[[ Records for processing, beginning ]]

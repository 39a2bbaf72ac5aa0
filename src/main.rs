use asset_mover::utils::logger;
use asset_mover::RelocatorConfig;
use clap::Parser;

/// Moves the hashed webview bundles into `media/` as `main.js` and `styles.css`.
#[derive(Debug, Parser)]
#[command(name = "asset-mover", version)]
#[command(about = "Moves webview build bundles into the media directory")]
#[command(after_help = "Only warnings are logged by default; set RUST_LOG=asset_mover=debug to trace each step.")]
struct Args {}

fn main() {
    let _args = Args::parse();

    logger::init_cli_logger();

    let config = RelocatorConfig::default();
    tracing::debug!("Layout: {:?}", config);

    match asset_mover::relocate(config) {
        Ok(report) => {
            tracing::debug!("Relocation report: {:?}", report);
        }
        Err(e) => {
            tracing::error!("Relocation failed: {}", e);
            eprintln!("❌ {}", e.user_friendly_message());
            eprintln!("   {}", e);
            eprintln!("💡 {}", e.recovery_suggestion());
            std::process::exit(e.exit_code());
        }
    }
}
use crate::core::{RelocationPipeline, RelocationReport};
use crate::utils::error::Result;

pub struct RelocationEngine<P: RelocationPipeline> {
    pipeline: P,
}

impl<P: RelocationPipeline> RelocationEngine<P> {
    pub fn new(pipeline: P) -> Self {
        Self { pipeline }
    }

    pub fn run(&self) -> Result<RelocationReport> {
        tracing::debug!("Starting asset relocation");

        // Scan
        let candidates = self.pipeline.scan()?;
        tracing::debug!("Found {} bundle candidates", candidates.len());

        // Canonicalize
        let staged = self.pipeline.canonicalize(candidates)?;
        tracing::debug!(
            "Staged script: {:?}, stylesheet: {:?}",
            staged.script,
            staged.stylesheet
        );

        // Install
        let report = self.pipeline.install(staged)?;
        tracing::info!(
            "Installed {} and {}",
            report.script.display(),
            report.stylesheet.display()
        );

        Ok(report)
    }
}

#[cfg(test)]
mod tests {
    use super::*;
    use crate::core::{AssetCandidate, AssetKind, StagedAssets};
    use crate::utils::error::RelocateError;
    use std::cell::RefCell;
    use std::path::PathBuf;

    struct RecordingPipeline {
        calls: RefCell<Vec<&'static str>>,
        fail_scan: bool,
    }

    impl RecordingPipeline {
        fn new(fail_scan: bool) -> Self {
            Self {
                calls: RefCell::new(Vec::new()),
                fail_scan,
            }
        }
    }

    impl RelocationPipeline for RecordingPipeline {
        fn scan(&self) -> Result<Vec<AssetCandidate>> {
            self.calls.borrow_mut().push("scan");
            if self.fail_scan {
                return Err(RelocateError::SourceUnreadable {
                    path: PathBuf::from("in"),
                    source: std::io::Error::new(std::io::ErrorKind::NotFound, "missing"),
                });
            }
            Ok(vec![AssetCandidate {
                path: PathBuf::from("in/a.js"),
                file_name: "a.js".to_string(),
                kind: AssetKind::Script,
                modified: None,
            }])
        }

        fn canonicalize(&self, candidates: Vec<AssetCandidate>) -> Result<StagedAssets> {
            self.calls.borrow_mut().push("canonicalize");
            assert_eq!(candidates.len(), 1);
            Ok(StagedAssets {
                script: Some(PathBuf::from("in/main.js")),
                ..StagedAssets::default()
            })
        }

        fn install(&self, staged: StagedAssets) -> Result<RelocationReport> {
            self.calls.borrow_mut().push("install");
            Ok(RelocationReport {
                script: PathBuf::from("out/main.js"),
                stylesheet: PathBuf::from("out/styles.css"),
                superseded: staged.superseded,
                created_dest_dir: false,
            })
        }
    }

    #[test]
    fn test_runs_phases_in_order() {
        let engine = RelocationEngine::new(RecordingPipeline::new(false));
        let report = engine.run().unwrap();

        assert_eq!(report.script, PathBuf::from("out/main.js"));
        assert_eq!(
            *engine.pipeline.calls.borrow(),
            vec!["scan", "canonicalize", "install"]
        );
    }

    #[test]
    fn test_stops_at_first_failing_phase() {
        let engine = RelocationEngine::new(RecordingPipeline::new(true));

        assert!(engine.run().is_err());
        assert_eq!(*engine.pipeline.calls.borrow(), vec!["scan"]);
    }
}
//! Session Engine
//!
//! The orchestrator: one engine per conversation session, tying the store,
//! the normalizer, and the connection manager together. Consumers interact
//! only through the engine's surface — submit a query, pump events, read
//! the view model — and never touch the transport or the store directly.
//!
//! # Design Philosophy
//!
//! The engine is single-threaded over its own state: all mutation happens
//! inside its methods, called from one task. The transport's concurrency is
//! hidden behind the event pump, so there is no locking anywhere in the
//! session path. Presentation layers render from [`ViewModel`] snapshots
//! and remain free of protocol knowledge.

use serde::Serialize;

use crate::config::EngineConfig;
use crate::connection::{ConnectionEvent, ConnectionManager};
use crate::error::ConfigError;
use crate::messages::{ConnectionState, Envelope, Message, MessageId, Mode};
use crate::normalize::parse_frame;
use crate::store::ConversationStore;
use crate::transport::{ChatTransport, TransportError};

/// Shown when an inbound frame is not decodable JSON
const UNREADABLE_FRAME: &str = "Error: Received an unreadable response from the server.";

/// Something that changed and may need rendering
#[derive(Clone, Debug, PartialEq, Eq)]
pub enum EngineEvent {
    /// A bot entry was appended to the conversation
    Bot(MessageId),
    /// The connection lifecycle state changed
    ConnectionChanged(ConnectionState),
}

/// Immutable snapshot of everything a presentation layer renders
#[derive(Clone, Debug, PartialEq, Serialize)]
pub struct ViewModel {
    /// Conversation log, oldest first
    pub messages: Vec<Message>,
    /// Whether a reply is outstanding
    pub pending: bool,
    /// Currently selected query mode
    pub mode: Mode,
    /// Connection lifecycle state
    pub connection: ConnectionState,
}

/// One conversation session over a [`ChatTransport`]
pub struct ChatEngine<T: ChatTransport> {
    store: ConversationStore,
    connection: ConnectionManager<T>,
}

impl<T: ChatTransport> ChatEngine<T> {
    /// Create an engine over the given transport. The session starts
    /// unconfigured with an empty conversation.
    #[must_use]
    pub fn new(transport: T, config: EngineConfig) -> Self {
        Self {
            store: ConversationStore::new(),
            connection: ConnectionManager::new(transport, config),
        }
    }

    /// Run the database configuration handshake, then connect
    pub async fn configure(&mut self, url: &str) -> Result<(), ConfigError> {
        self.connection.configure(url).await
    }

    /// Start establishing the chat link (idempotent)
    pub async fn connect(&mut self) -> Result<(), TransportError> {
        self.connection.connect().await
    }

    /// Submit one user query.
    ///
    /// No-op when the text is empty or whitespace-only, or when the link
    /// is not open; in both cases nothing is appended and nothing is sent.
    /// Otherwise the exact text (untrimmed) becomes a USER entry, a reply
    /// is marked outstanding, and one envelope goes out. A send failure
    /// after the gate check is logged and dropped; the conversation entry
    /// stays.
    pub async fn submit(&mut self, text: &str) -> Option<MessageId> {
        if text.trim().is_empty() {
            return None;
        }
        if self.connection.state() != ConnectionState::Open {
            tracing::debug!("Submit ignored: link not open");
            return None;
        }

        let envelope = Envelope {
            message: text.to_string(),
            mode: self.store.mode(),
        };
        let id = self.store.push(Message::user(text));
        self.store.set_pending(true);

        if let Err(e) = self.connection.send(&envelope).await {
            tracing::warn!(error = %e, "Dropped outbound query");
        }
        Some(id)
    }

    /// Ingest one raw inbound frame.
    ///
    /// Appends exactly one bot entry per frame and resolves the pending
    /// flag. Undecodable frames become a single client-local error entry.
    ///
    /// Replies carry no correlation ids; they are matched to requests by
    /// arrival order. A backend that reorders replies across concurrent
    /// requests would pair them with the wrong question, invisibly.
    pub fn ingest_frame(&mut self, raw: &str) -> MessageId {
        let message = match parse_frame(raw) {
            Ok(message) => message,
            Err(e) => {
                tracing::warn!(error = %e, "Undecodable inbound frame");
                Message::error(UNREADABLE_FRAME)
            }
        };
        self.store.set_pending(false);
        self.store.push(message)
    }

    /// Switch the query mode for subsequent sends
    pub fn set_mode(&mut self, mode: Mode) {
        self.store.set_mode(mode);
    }

    /// Currently selected query mode
    #[must_use]
    pub fn mode(&self) -> Mode {
        self.store.mode()
    }

    /// Current connection lifecycle state
    #[must_use]
    pub fn connection_state(&self) -> ConnectionState {
        self.connection.state()
    }

    /// Conversation log, oldest first
    #[must_use]
    pub fn messages(&self) -> &[Message] {
        self.store.messages()
    }

    /// Snapshot the full renderable state.
    ///
    /// Pure with respect to the session: taking a snapshot never mutates
    /// anything, and repeated calls without intervening events are equal.
    #[must_use]
    pub fn view_model(&self) -> ViewModel {
        ViewModel {
            messages: self.store.messages().to_vec(),
            pending: self.store.pending(),
            mode: self.store.mode(),
            connection: self.connection.state(),
        }
    }

    /// Await the next engine event, ingesting frames along the way.
    ///
    /// Returns `None` once the session is disposed and drained.
    pub async fn next_event(&mut self) -> Option<EngineEvent> {
        match self.connection.poll_event().await? {
            ConnectionEvent::StateChanged(state) => Some(EngineEvent::ConnectionChanged(state)),
            ConnectionEvent::Frame(raw) => Some(EngineEvent::Bot(self.ingest_frame(&raw))),
        }
    }

    /// Non-blocking variant of [`ChatEngine::next_event`]
    pub fn try_next_event(&mut self) -> Option<EngineEvent> {
        match self.connection.try_poll_event()? {
            ConnectionEvent::StateChanged(state) => Some(EngineEvent::ConnectionChanged(state)),
            ConnectionEvent::Frame(raw) => Some(EngineEvent::Bot(self.ingest_frame(&raw))),
        }
    }

    /// Tear the session down permanently. Idempotent; the conversation log
    /// remains readable afterwards.
    pub async fn dispose(&mut self) {
        self.connection.dispose().await;
    }
}

#[cfg(test)]
mod tests {
    use super::*;
    use crate::transport::{InProcessTransport, TransportEvent};
    use pretty_assertions::assert_eq;

    async fn open_engine() -> (
        ChatEngine<InProcessTransport>,
        tokio::sync::mpsc::Receiver<String>,
        tokio::sync::mpsc::Sender<TransportEvent>,
    ) {
        let (transport, frames, inject) = InProcessTransport::new_pair();
        let mut engine = ChatEngine::new(transport, EngineConfig::for_testing());
        engine.connect().await.unwrap();
        assert_eq!(
            engine.next_event().await,
            Some(EngineEvent::ConnectionChanged(ConnectionState::Open))
        );
        (engine, frames, inject)
    }

    #[tokio::test]
    async fn test_submit_appends_user_and_sets_pending() {
        let (mut engine, mut frames, _inject) = open_engine().await;

        let id = engine.submit("What is our best seller?").await.unwrap();
        let vm = engine.view_model();
        assert_eq!(vm.messages.len(), 1);
        assert_eq!(vm.messages[0].id, id);
        assert_eq!(vm.messages[0].text, "What is our best seller?");
        assert!(vm.pending);

        assert_eq!(
            frames.recv().await.unwrap(),
            r#"{"message":"What is our best seller?","mode":"general"}"#
        );
    }

    #[tokio::test]
    async fn test_submit_keeps_text_untrimmed() {
        let (mut engine, mut frames, _inject) = open_engine().await;

        engine.submit("  padded  ").await.unwrap();
        assert_eq!(engine.messages()[0].text, "  padded  ");
        assert_eq!(
            frames.recv().await.unwrap(),
            r#"{"message":"  padded  ","mode":"general"}"#
        );
    }

    #[tokio::test]
    async fn test_submit_empty_is_noop() {
        let (mut engine, _frames, _inject) = open_engine().await;

        assert!(engine.submit("").await.is_none());
        assert!(engine.submit("   \n\t ").await.is_none());
        assert!(engine.messages().is_empty());
        assert!(!engine.view_model().pending);
    }

    #[tokio::test]
    async fn test_submit_before_open_is_noop() {
        let (transport, _frames, _inject) = InProcessTransport::new_pair();
        let mut engine = ChatEngine::new(transport, EngineConfig::for_testing());

        assert!(engine.submit("hello").await.is_none());
        assert!(engine.messages().is_empty());
    }

    #[tokio::test]
    async fn test_ingest_resolves_pending() {
        let (mut engine, _frames, inject) = open_engine().await;
        engine.submit("q").await.unwrap();
        assert!(engine.view_model().pending);

        inject
            .send(TransportEvent::Frame(
                r#"{"response":"Our best seller is the anvil."}"#.to_string(),
            ))
            .await
            .unwrap();

        let event = engine.next_event().await.unwrap();
        let EngineEvent::Bot(id) = event else {
            panic!("expected a bot event, got {event:?}");
        };
        let vm = engine.view_model();
        assert!(!vm.pending);
        assert_eq!(vm.messages.len(), 2);
        assert_eq!(vm.messages[1].id, id);
        assert_eq!(vm.messages[1].text, "Our best seller is the anvil.");
    }

    #[tokio::test]
    async fn test_undecodable_frame_becomes_one_error_entry() {
        let (mut engine, _frames, _inject) = open_engine().await;
        engine.submit("q").await.unwrap();

        engine.ingest_frame("not json {{{");
        let vm = engine.view_model();
        assert_eq!(vm.messages.len(), 2);
        assert!(vm.messages[1].is_error);
        assert_eq!(vm.messages[1].text, UNREADABLE_FRAME);
        assert!(!vm.pending);
    }

    #[tokio::test]
    async fn test_mode_sticky_and_attached_at_submit_time() {
        let (mut engine, mut frames, _inject) = open_engine().await;

        engine.set_mode(Mode::Database);
        engine.submit("revenue?").await.unwrap();
        assert_eq!(
            frames.recv().await.unwrap(),
            r#"{"message":"revenue?","mode":"company"}"#
        );

        // Mode change after the send does not rewrite history.
        engine.set_mode(Mode::General);
        assert_eq!(engine.mode(), Mode::General);
    }

    #[tokio::test]
    async fn test_view_model_is_pure() {
        let (mut engine, _frames, _inject) = open_engine().await;
        engine.submit("q").await.unwrap();

        let a = engine.view_model();
        let b = engine.view_model();
        assert_eq!(a, b);
    }

    #[tokio::test]
    async fn test_dispose_preserves_log() {
        let (mut engine, _frames, _inject) = open_engine().await;
        engine.submit("q").await.unwrap();
        engine.ingest_frame(r#"{"response":"a"}"#);

        engine.dispose().await;
        engine.dispose().await;
        assert_eq!(engine.connection_state(), ConnectionState::Closed);
        assert_eq!(engine.messages().len(), 2);
        assert!(engine.next_event().await.is_none());
        assert!(engine.submit("again").await.is_none());
    }
}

[[ Records for processing, end ]]

» **Aim of the task**
Scan the data above for the word "EngineConfig" and report every line where it is found.

» **Task output**
use crate::config::EngineConfig;
    pub fn new(transport: T, config: EngineConfig) -> Self {
        let mut engine = ChatEngine::new(transport, EngineConfig::for_testing());
        let mut engine = ChatEngine::new(transport, EngineConfig::for_testing());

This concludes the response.